Fig 2. D-seq identifies known and novel dihydrouridine sites in structured ncRNAs.

(A) Plots of cDNA end positions in Dus2 target tRNA ProAGG and Dus2, Dus4 target tRNA ArgCCG. D Peaks are highlighted. X scale in RPM and Y scale in bp. (B) Summary of known tRNA D positions and corresponding DUS. (C) Plots of cDNA end positions in snR5, snR13, and snR46 snoRNAs. D peaks are highlighted. TSS (transcription start site) of snR5. X scale in RPM and Y scale in bp. (D) snoRNA Ds occur primarily in stem-loop structures that resemble tRNA D loops. Plot of median DMS-induced mutation rate in 25 nt window flanking D site. Red trace is median DMS reactivity flanking D positions. Black dots are median DMS reactivity for randomly selected set of background positions. Blue trace is p-value for difference in DMS reactivity for sequences flanking D or background sites. (E) D sites occur in stem-loop structures of 16 H/ACA and 7 C/D box snoRNAs. The data underlying this figure can be found in S1 and S2 Tables. DMS, dimethyl sulfate; D-seq, dihydrouridine sequencing; ncRNA, non-coding RNA; snoRNA, small nucleolar RNA; TSS, transcription start site.

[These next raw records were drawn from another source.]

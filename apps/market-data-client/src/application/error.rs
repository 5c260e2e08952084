//! Data client errors.

use std::time::Duration;

use crate::application::ports::{CodecError, TransportError};
use crate::domain::market::ModelError;

/// Errors returned by data client operations.
#[derive(Debug, thiserror::Error)]
pub enum DataClientError {
    /// Caller passed an argument that violates a precondition. Raised
    /// before any network activity.
    #[error("Invalid argument: {0}")]
    InvalidArgument(String),

    /// An identifier in a reply or topic failed to parse.
    #[error(transparent)]
    Model(#[from] ModelError),

    /// Channel failure.
    #[error(transparent)]
    Transport(#[from] TransportError),

    /// Encoding or decoding failure.
    #[error(transparent)]
    Codec(#[from] CodecError),

    /// Reply describes a different subject than the request asked for.
    #[error("Response subject {actual} does not match requested {expected}")]
    SubjectMismatch {
        /// Requested subject.
        expected: String,
        /// Subject in the reply.
        actual: String,
    },

    /// Data reply carries no subject to check against the request.
    #[error("Response for {expected} has no {field} in its metadata")]
    MissingSubject {
        /// Requested subject.
        expected: String,
        /// Metadata field that was absent.
        field: &'static str,
    },

    /// Reply answers a different request.
    #[error("Response correlation id {actual} does not match request id {expected}")]
    CorrelationMismatch {
        /// Request id sent.
        expected: String,
        /// Correlation id received.
        actual: String,
    },

    /// No reply within the request timeout.
    #[error("No reply on {channel} channel after {after:?}")]
    Timeout {
        /// Request channel name.
        channel: &'static str,
        /// Timeout that elapsed.
        after: Duration,
    },

    /// Client has been disposed.
    #[error("Data client has been disposed")]
    Disposed,

    /// The dispatch task is gone.
    #[error("Dispatch loop is not running")]
    DispatcherClosed,
}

Fig 3. D-seq identifies dihydrouridine sites in mRNAs.

(A) Plots of cDNA end positions in ALD6 and SEC63 mRNAs. D peaks are highlighted. Scale in RPM and bp. (B) Distribution of D sites among mRNA features, and background distribution of features for all sites interrogated for D. (C) SDS-PAGE gels showing Top7 protein produced from U and D containing mRNAs with 4 different test codons. Denaturing glyoxal agarose gel showing mRNA integrity. All 4 test constructs showed no significant difference in protein produced per mRNA +/‒ D. Schematic of U/D mRNAs with U/D positions highlighted in red. (D) Plots of cDNA end positions for intronic D in RPL30 mRNA. D peak is highlighted. Scale in RPM and bp. (E) DUS KO strain has increased ratio of RPL30 intron mapping reads to exon mapping reads (p < 0.05, Student’s t test). Model of regulation of RPL30 pre-mRNA splicing by RPL30 protein. (F) mRNA sequences flanking Ds have higher DMS reactivity indicating greater flexibility. Plot of median DMS-induced mutation rate in 25 nt window flanking D site. Red trace is median DMS reactivity surrounding D positions. Black dots are median DMS reactivity for randomly selected set of background positions. Blue is p-value for difference in DMS reactivity for sequences flanking D or background sites. (G) D has multiple impacts on RNA structure. D both promotes loop formation and antagonizes duplex formation. The data underlying this figure can be found in S3 Table. D-seq, dihydrouridine sequencing; DMS, dimethyl sulfate; DUS, dihydrouridine synthase.